Take my school, for instance. Some kids here have had more unfair chances and undeserved opportunities than Peaches Geldof. How else could someone with less talent than a tin of tuna become a media icon? Had her dad not been so successful at feeding the world, then she too would be feeding the world - with Big Macs and fries.

Inequality is rife wherever you work, and in schools some pupils get more chances than a blind dog in a game of Top Trumps. Surprisingly, we are not talking about the rich kids here, or the geeky gifted and talented. No, the pupils who really exploit the system are the ones that the new coalition is offering to support with double bonus points in the way of a pupil premium on a Buy One Bash Street Kid Get One Teacher Free deal. These are the kids with rickets, homemade piercings and six-month suspended sentences and, unsurprisingly, they experience quite a pampered time in the classroom. “No homework again, Lee? Never mind, have a merit sticker and a Refresher bar.”

In order to keep kids like this “on side”, teachers often employ radical behaviour management strategies such as ignoring their constant use of chewing gum, mobiles and vodka shots. These difficult characters sail through school untouched, unchecked and largely uneducated until the final end-of-year prize-giving when they are awarded the sports day cup and the merit trophy, saving them the bother of breaking into the school to remove them at a later date.

The frustrating thing is that disruptive behaviour and unruly pupils are often left to classroom teachers to deal with on their own. Occasionally, by following school discipline procedures to the letter and sacrificing any hope you had of professional advancement, you can force a head of year to intervene. But it is a pyrrhic victory. The pupil who told you to “Go fuck yourself” and savagely impugned your mother, citing an act of gross indecency with a camel, is swept into the HoY’s office, praised for his prowess on the football field, chided for his cavalier attitude to his school tie and returned to your classroom.

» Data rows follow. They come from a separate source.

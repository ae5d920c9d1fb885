use shade_traits::ShadeId;
use thiserror::Error;

/// Why a set of calibration anchors was rejected.
#[derive(Debug, Error, Clone, PartialEq, Eq)]
pub enum CalibrationError {
    #[error("at least two anchors are required, got {count}")]
    TooFewAnchors { count: usize },
    #[error("first anchor must start at 0% and last anchor must end at 100%")]
    Endpoints,
    #[error("anchor #{index} percent {percent} is outside the 0-100 range")]
    PercentRange { index: usize, percent: i64 },
    #[error("anchor #{index} raw {raw} is outside the valid range")]
    RawRange { index: usize, raw: i64 },
    #[error("anchor percentages must be strictly increasing (anchor #{index})")]
    PercentOrder { index: usize },
    #[error("anchor raw values must be non-decreasing (anchor #{index})")]
    RawDecreasing { index: usize },
}

#[derive(Debug, Error, Clone, PartialEq, Eq)]
pub enum ShadeError {
    #[error("invalid calibration: {0}")]
    InvalidCalibration(#[from] CalibrationError),
    #[error("no learned model for shade {0}")]
    Uninitialized(ShadeId),
    #[error("write failed for shades: {}", join_ids(.failed))]
    PartialFailure { failed: Vec<ShadeId> },
    #[error("write failed for all shades: {reason}")]
    AllFailed { reason: String },
    #[error("stop skipped for shade {0}: no known position")]
    SkippedNoPosition(ShadeId),
    #[error("unknown shade {0}")]
    UnknownShade(ShadeId),
    #[error("unknown visual group {0}")]
    UnknownGroup(String),
    #[error("shade {shade} is listed in both {first} and {second}")]
    GroupConflict {
        shade: ShadeId,
        first: String,
        second: String,
    },
    #[error("controller error: {0}")]
    Controller(String),
    #[error("timeout waiting for write outcome")]
    Timeout,
    #[error("shade control is shutting down")]
    Shutdown,
}

#[derive(Debug, Error, Clone)]
pub enum BuildError {
    #[error("missing controller")]
    MissingController,
    #[error("invalid config: {0}")]
    InvalidConfig(&'static str),
}

fn join_ids(ids: &[ShadeId]) -> String {
    ids.iter()
        .map(ShadeId::as_str)
        .collect::<Vec<_>>()
        .join(", ")
}

/// Map a controller-boundary error to a typed `ShadeError`.
///
/// Timeouts are recognized by `io::ErrorKind::TimedOut` or by message, so a
/// transport that times out is reported the same way regardless of how it
/// wraps the failure.
pub fn map_controller_error(e: &(dyn std::error::Error + 'static)) -> ShadeError {
    if let Some(io) = e.downcast_ref::<std::io::Error>()
        && io.kind() == std::io::ErrorKind::TimedOut
    {
        return ShadeError::Timeout;
    }
    let s = e.to_string();
    if s.to_lowercase().contains("timed out") || s.to_lowercase().contains("timeout") {
        ShadeError::Timeout
    } else {
        ShadeError::Controller(s)
    }
}

pub type Result<T> = eyre::Result<T>;
pub use eyre::Report;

When management fails to step up, the role of class teacher becomes intolerable and you are left feeling desperate and alone. A couple of recognised, failsafe strategies to deal with difficult kids is to leave them to their own devices until the police catch up with them, or tailor their learning experience through differentiation using must, should and could.

By the end of today’s lesson on Macbeth you:

- must not harm your partner;

- should not overtly masturbate;

- could limit your mephedrone use to the plenary.

The sad thing is that while you are haemorrhaging your time and resources on Karl and Chelsea, the rest of the class struggles silently on. Their learning is sacrificed for a troublesome few because although Every Child Matters, Every Challenging Child matters even more.

Anne Thrope (Ms) is a secondary teacher in the North of England.